Ce « mensonge » étant posé, les identités sont des « biens sociaux » qui confèrent un moteur et du sens à des projets. Et qui peuvent être davantage sources d’harmonie que de conflits. Mais il s’agit de les regarder pour ce qu’elles sont, c’est-à-dire toujours le fruit, jamais définitif, d’une histoire et de récits. C’est ainsi que se reconfigurent et se complexifient les identités : « Sans la refonte du genre qui nous a de plus en plus libérés des vieux schémas patriarcaux, je n’aurais pas vécu ma vie d’homme homosexuel, marié à un autre homme, avec qui j’ai fait ma vie, en public et en privé », explique d’ailleurs Appiah.
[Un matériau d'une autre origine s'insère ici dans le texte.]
//! TUI reducer (update function).
//!
//! All state mutations happen here. The runtime calls `update(app, event)`
//! and executes the returned effects.
//!
//! This is the single source of truth for how events modify state.

use crossterm::event::{
    Event, KeyCode, KeyEvent, KeyEventKind, KeyModifiers, MouseButton, MouseEventKind,
};

use crate::effects::{self, UiEffect};
use crate::events::UiEvent;
use crate::features::{auth, catalog, detail, toasts, watchlist};
use crate::overlays::{self, Overlay, OverlayRequest, OverlayTransition, OverlayUpdate};
use crate::state::{AppState, TuiState, View};

/// Effects to run once, before the first frame.
///
/// The login form opens right away with the silent attempt running behind
/// it; the popular list needs no account.
pub fn init(app: &mut AppState) -> Vec<UiEffect> {
    app.overlay = Some(Overlay::Login(overlays::LoginState::open(None)));
    let mut effects = vec![UiEffect::Recall { task: None }, catalog::load_popular()];
    effects::assign_task_ids(&mut app.tui.task_seq, &mut effects);
    effects
}

/// The main reducer function.
///
/// Takes the current state and an event, mutates state, and returns effects
/// for the runtime to execute. Task-spawning effects leave here with ids.
pub fn update(app: &mut AppState, event: UiEvent) -> Vec<UiEffect> {
    let mut effects = reduce(app, event);
    effects::assign_task_ids(&mut app.tui.task_seq, &mut effects);
    effects
}

fn reduce(app: &mut AppState, event: UiEvent) -> Vec<UiEffect> {
    match event {
        UiEvent::Tick => {
            app.tui.spinner_frame = app.tui.spinner_frame.wrapping_add(1);
            vec![]
        }
        UiEvent::Frame { width, height } => {
            app.tui.screen = ratatui::layout::Rect::new(0, 0, width, height);
            vec![]
        }
        UiEvent::Terminal(term_event) => handle_terminal_event(app, term_event),
        UiEvent::TaskStarted { kind, started } => {
            app.tui.tasks.state_mut(kind).on_started(&started);
            vec![]
        }
        UiEvent::TaskCompleted { kind, completed } => {
            let active = app.tui.tasks.state_mut(kind).finish_if_active(completed.id);
            if !active && kind.is_latest_only() {
                return vec![];
            }
            reduce(app, *completed.result)
        }
        UiEvent::ToastsChanged(toasts) => {
            app.tui.toasts = toasts;
            vec![]
        }
        UiEvent::Auth(event) => auth::handle_event(&mut app.tui, &mut app.overlay, event),
        UiEvent::Watchlist(event) => watchlist::handle_event(&mut app.tui, event),
        UiEvent::Catalog(event) => catalog::handle_event(&mut app.tui, event),
    }
}

fn handle_terminal_event(app: &mut AppState, event: Event) -> Vec<UiEffect> {
    match event {
        Event::Key(key) if key.kind != KeyEventKind::Release => handle_key(app, key),
        Event::Mouse(mouse) => {
            if let MouseEventKind::Down(MouseButton::Left) = mouse.kind
                && let Some(id) =
                    toasts::hit_test(app.tui.screen, &app.tui.toasts, mouse.column, mouse.row)
            {
                return vec![UiEffect::DismissToast { id }];
            }
            vec![]
        }
        Event::Paste(text) => {
            if let Some(overlay) = app.overlay.as_mut() {
                overlay.handle_paste(&text);
            } else {
                catalog::handle_paste(&mut app.tui, &text);
            }
            vec![]
        }
        _ => vec![],
    }
}

fn handle_key(app: &mut AppState, key: KeyEvent) -> Vec<UiEffect> {
    if let Some(update) = overlays::handle_overlay_key(&app.tui, &mut app.overlay, key) {
        return apply_overlay_update(app, update);
    }

    if app.tui.catalog.is_editing() {
        return catalog::handle_search_key(&mut app.tui, key);
    }

    let ctrl = key.modifiers.contains(KeyModifiers::CONTROL);
    match key.code {
        KeyCode::Char('q') => return vec![UiEffect::Quit],
        KeyCode::Char('c') if ctrl => return vec![UiEffect::Quit],
        KeyCode::Char('x') => {
            return app
                .tui
                .toasts
                .iter()
                .find(|t| !t.is_exiting())
                .map(|t| UiEffect::DismissToast { id: t.id })
                .into_iter()
                .collect();
        }
        KeyCode::Char('l') if app.tui.session.is_none() => {
            open_overlay(app, OverlayRequest::Login { email: None });
            return vec![];
        }
        KeyCode::Char('L') if app.tui.session.is_some() => {
            return vec![auth::sign_out(&app.tui)];
        }
        KeyCode::Tab => {
            let next = match app.tui.view {
                View::Watchlist => View::Movies,
                View::Movies => View::Watchlist,
            };
            switch_view(&mut app.tui, next);
            return vec![];
        }
        KeyCode::Char('1') => {
            switch_view(&mut app.tui, View::Watchlist);
            return vec![];
        }
        KeyCode::Char('2') => {
            switch_view(&mut app.tui, View::Movies);
            return vec![];
        }
        _ => {}
    }

    if app.tui.detail.is_some() {
        let (effects, request) = detail::handle_key(&mut app.tui, key);
        if let Some(request) = request {
            open_overlay(app, request);
        }
        return effects;
    }

    match app.tui.view {
        View::Watchlist => watchlist::handle_key(&mut app.tui, key),
        View::Movies => catalog::handle_key(&mut app.tui, key),
    }
}

fn switch_view(tui: &mut TuiState, view: View) {
    tui.view = view;
    tui.detail = None;
}

fn open_overlay(app: &mut AppState, request: OverlayRequest) {
    app.overlay = Some(Overlay::from_request(request));
}

fn apply_overlay_update(app: &mut AppState, update: OverlayUpdate) -> Vec<UiEffect> {
    match update.transition {
        OverlayTransition::Stay => {}
        OverlayTransition::Close => app.overlay = None,
        OverlayTransition::Open(request) => open_overlay(app, request),
    }
    update.effects
}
Cette vie-là a été rendue possible par la lutte d’individus qui, avant lui, ont pris à bras-le-corps la question identitaire et revendiqué des droits, de l’équité et de la reconnaissance pour ce qu’ils étaient en en dessinant eux-mêmes les contours. Car, insiste l’auteur, « le problème, ce ne sont pas les murailles en tant que telles, mais les murailles qui nous encerclent ; les murailles à la conception desquelles nous n’avons pas participé ».

Cependant, l’entreprise n’est ni aisée ni sans risque, comme le montrent les trois derniers chapitres, consacrés aux identités de race, de classe et de culture, qui abordent plus frontalement – mais avec un sens aiguisé de la nuance – les égarements de la question identitaire, notamment sur les campus américains. Appiah met, par exemple, en cause la surutilisation du concept d’« appropriation culturelle », en discutant le dévoiement de la question de la propriété associée à la culture, ce qui revient à assimiler, dans un réflexe quasi néolibéral, la culture à un brevet exclusif. Toute culture se constitue de brassages et d’emprunts, rappelle-t-il. L’enjeu, aujourd’hui, est justement d’élargir les identités, de renouveler sans cesse les récits qui les accompagnent dans l’horizon d’un cosmopolitisme. Celui-ci, conclut Appiah, « n’est plus un luxe ; c’est devenu une nécessité » à l’heure où le changement climatique nous ramène à une identité commune : l’humanité.